States tend to overpack standards while paying lip service to teaching less but doing it more fully (Schmoker & Marzano, as cited in Ornstein, Behar-Horenstein, & Pajak [2003]). The last of Schmoker and Marzano’s three steps to reverse this trend cautions against adding more topics than can be taught and assessed reasonably and effectively (p. 266). But it is tough to know ahead of time how much is too much and it is even tougher to get rid of standards once they are put in print.

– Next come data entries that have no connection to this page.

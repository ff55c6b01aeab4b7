//! The modeled link hardware.
//!
//! This module contains the relay used at every protocol boundary, the CXL
//! hop policies of the host bridge and the memory device, the device's
//! command scheduler and memory media, the latency model and the builder
//! that wires everything into a `System`.

/// System construction and task routing.
pub mod builder;

/// CXL.mem hop policies.
pub mod cxl;

/// Latency attribution.
pub mod latency;

/// Reference memory media and the backing store.
pub mod memory;

/// Flow-controlled packet relay.
pub mod relay;

/// Read/write command scheduler.
pub mod scheduler;

/// Timing-port interfaces between components.
pub mod traits;

pub use builder::System;
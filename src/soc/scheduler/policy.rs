//! Bus Turnaround Policies.

use serde::Deserialize;

use crate::common::Direction;

use super::queues::PriorityQueueSet;

/// Proactive choice of the next bus direction, evaluated at every decision
/// point before the threshold rules run.
#[derive(Clone, Copy, Debug, PartialEq, Eq, Deserialize)]
#[serde(rename_all = "lowercase")]
pub enum TurnPolicy {
    /// Serve the direction holding the highest-priority pending command.
    /// When both directions hold commands of that priority, keep the
    /// current direction.
    Ideal,
}

impl TurnPolicy {
    pub fn select(
        self,
        current: Direction,
        reads: &PriorityQueueSet,
        writes: &PriorityQueueSet,
    ) -> Direction {
        match self {
            TurnPolicy::Ideal => match (reads.highest_pending(), writes.highest_pending()) {
                (Some(r), Some(w)) if r > w => Direction::Read,
                (Some(r), Some(w)) if w > r => Direction::Write,
                (Some(_), None) => Direction::Read,
                (None, Some(_)) => Direction::Write,
                _ => current,
            },
        }
    }
}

Bravmann (2004) adds that the emphasis on “adequate yearly progress” (inherently a summative evaluation), is the main problem with the “No Child Left Behind” Act. Not only are the AYP goals set so progressively high that every school will “fall short” (p. 56), but the law ignores diagnostic and placement assessments and the kind that occur everyday in schools: formative assessments. Bravmann’s main point is that schools and teachers need to be using the information gleaned from each kind of assessment (formative, summative, diagnostic, and placement) to adjust instruction.
Instructional Methods
Bloom observes that if summative assessment is going to be stressed, then mastery learning—or even better—one-to-one tutoring is the best matching instructional method. In truth, “whatever works” student to student and class to class is the best kind of instruction to use. This kind of methodological versatility best matches the “brain” metaphor (Morgan, 1997), because the teacher has to learn from individual students and classes what works best and does not work at all, and adjust instruction accordingly. But this does not work when the material to be covered is overpacked. Schmoker and Marzano’s advice to reverse this trend is easier said than done.

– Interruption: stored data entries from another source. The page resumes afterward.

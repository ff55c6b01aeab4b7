//! Access Direction.
//!
//! This module defines the direction of a memory access. The back-end data
//! bus is shared between reads and writes, so the command scheduler tracks
//! which direction the bus currently serves, and the medium charges a
//! turnaround gap whenever it changes.

use std::fmt;

/// Direction of a memory access or of the shared data bus.
#[derive(Clone, Copy, Debug, PartialEq, Eq, Hash, Default)]
pub enum Direction {
    /// Data flows from the medium to the requestor.
    #[default]
    Read,

    /// Data flows from the requestor to the medium.
    Write,
}

impl Direction {
    /// Returns the other direction.
    pub fn flip(self) -> Self {
        match self {
            Direction::Read => Direction::Write,
            Direction::Write => Direction::Read,
        }
    }
}

impl fmt::Display for Direction {
    fn fmt(&self, f: &mut fmt::Formatter<'_>) -> fmt::Result {
        match self {
            Direction::Read => f.write_str("READ"),
            Direction::Write => f.write_str("WRITE"),
        }
    }
}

In his own search for appropriate methods of instruction, Bloom (as cited in Ornstein, Behar-Horenstein, & Pajak [2003], p. 214) found that the percentage of summative achievement levels were higher for one to one tutoring (90%), than for one to thirty mastery learning (70%) or convention instruction (20%). Bloom also found that even more so than the effects of the materials used, the peer group, home or school environment, and teacher interaction influence students’ attending to the lesson, participating in, and understanding it (pp. 219-223).
Summary
No matter what pedagogical obfuscation is added with educational jargon, the best instructional method to use always comes down to “whatever works.” The best student assessment is always formative (see task analysis description sheet information above). The best way to measure student achievement (and teacher achievement, for that matter) is by portfolio. Even better, teacher accountability would be obvious by contrasting an early needs analysis with a span of formative assessments of each student served over the school year; in short, a portfolio.
References
Bravmann, S. L. (2004). Assessment’s ‘fab four’: They work together, not solo. Education Week, 56, March 17.

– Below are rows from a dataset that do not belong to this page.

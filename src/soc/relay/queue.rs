//! Relay Queues and Flow-Control State.
//!
//! The building blocks of a relay endpoint: a capacity-limited FIFO of
//! packets waiting for their send time, a counter of promised responses and
//! the retry latch that remembers a refused admission.

use std::collections::VecDeque;

use crate::common::{Fault, Packet, Tick};

/// A packet committed to be sent at `send_at`.
#[derive(Debug)]
pub struct DeferredEnvelope {
    pub packet: Packet,
    pub send_at: Tick,
    pub enqueued_at: Tick,
}

/// Capacity-limited FIFO of deferred packets. Only the head may be sent.
#[derive(Debug)]
pub struct BoundedQueue {
    owner: String,
    capacity: usize,
    entries: VecDeque<DeferredEnvelope>,
}

impl BoundedQueue {
    /// Creates an empty queue. `owner` names the queue in faults.
    pub fn new(owner: impl Into<String>, capacity: usize) -> Self {
        Self {
            owner: owner.into(),
            capacity,
            entries: VecDeque::with_capacity(capacity),
        }
    }

    /// Appends a packet due at `send_at`.
    pub fn push_back(&mut self, packet: Packet, send_at: Tick, now: Tick) -> Result<(), Fault> {
        if self.is_full() {
            return Err(Fault::QueueOverflow {
                component: self.owner.clone(),
                capacity: self.capacity,
            });
        }
        if send_at < now {
            return Err(Fault::ScheduleBeforeEnqueue {
                component: self.owner.clone(),
                when: send_at,
                enqueued: now,
            });
        }
        self.entries.push_back(DeferredEnvelope {
            packet,
            send_at,
            enqueued_at: now,
        });
        Ok(())
    }

    /// Puts back the head after the receiver refused it.
    pub fn restore_front(&mut self, envelope: DeferredEnvelope) {
        self.entries.push_front(envelope);
    }

    /// Removes the head for sending. The head must be due.
    pub fn pop_due(&mut self, now: Tick) -> Result<DeferredEnvelope, Fault> {
        match self.entries.front() {
            None => Err(Fault::EmptyQueue {
                component: self.owner.clone(),
            }),
            Some(head) if head.send_at > now => Err(Fault::PrematureSend {
                component: self.owner.clone(),
                due: head.send_at,
                now,
            }),
            Some(_) => self.entries.pop_front().ok_or_else(|| Fault::EmptyQueue {
                component: self.owner.clone(),
            }),
        }
    }

    pub fn front(&self) -> Option<&DeferredEnvelope> {
        self.entries.front()
    }

    /// Send time of the head entry.
    pub fn head_due(&self) -> Option<Tick> {
        self.entries.front().map(|e| e.send_at)
    }

    /// Send time of the tail entry.
    pub fn tail_due(&self) -> Option<Tick> {
        self.entries.back().map(|e| e.send_at)
    }

    pub fn is_full(&self) -> bool {
        self.entries.len() >= self.capacity
    }

    pub fn is_empty(&self) -> bool {
        self.entries.is_empty()
    }

    pub fn len(&self) -> usize {
        self.entries.len()
    }

    pub fn capacity(&self) -> usize {
        self.capacity
    }

    /// Packets in queue order.
    pub fn packets(&self) -> impl Iterator<Item = &Packet> {
        self.entries.iter().map(|e| &e.packet)
    }
}

/// Count of responses promised but not yet sent.
#[derive(Debug)]
pub struct ReservationCounter {
    owner: String,
    count: usize,
    limit: usize,
}

impl ReservationCounter {
    pub fn new(owner: impl Into<String>, limit: usize) -> Self {
        Self {
            owner: owner.into(),
            count: 0,
            limit,
        }
    }

    pub fn is_exhausted(&self) -> bool {
        self.count >= self.limit
    }

    pub fn reserve(&mut self) -> Result<(), Fault> {
        if self.is_exhausted() {
            return Err(Fault::ReservationOverflow {
                component: self.owner.clone(),
                limit: self.limit,
            });
        }
        self.count += 1;
        Ok(())
    }

    pub fn release(&mut self) -> Result<(), Fault> {
        if self.count == 0 {
            return Err(Fault::ReservationUnderflow {
                component: self.owner.clone(),
            });
        }
        self.count -= 1;
        Ok(())
    }

    pub fn count(&self) -> usize {
        self.count
    }

    pub fn limit(&self) -> usize {
        self.limit
    }
}

/// Latch set when an admission was refused.
#[derive(Debug, Default, Clone, Copy)]
pub struct RetryFlag(bool);

impl RetryFlag {
    pub fn latch(&mut self) {
        self.0 = true;
    }

    /// Clears the latch, returning whether it was set.
    pub fn take(&mut self) -> bool {
        std::mem::take(&mut self.0)
    }

    pub fn is_set(&self) -> bool {
        self.0
    }
}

Hannum, M. (2001). Effective preparation for teaching in a comprehensive classroom (certification internship course binder). Knoxville: University of Tennessee.
Morgan, G. (1997). Images of organization. Thousand Oaks: Sage.
Orstein, A. C., Behar-Horenstein, L. S., & Pajak, E. F. (2003). Contemporary issues in curriculum (3rd ed.). Boston: Allyn and Bacon.
Orstein, A. C., & Hunkins, F. (2004). Curriculum foundations: Principles and theory (4th ed). Boston: Allyn and Bacon.
Snell, M. E., & Brown, F. (2000). Instruction of students with severe disabilities (5th ed.). Upper Saddle River: Merrill.
Tyack, D. B. (1974). The one best system: A history of American urban education. Cambridge: Harvard University Press.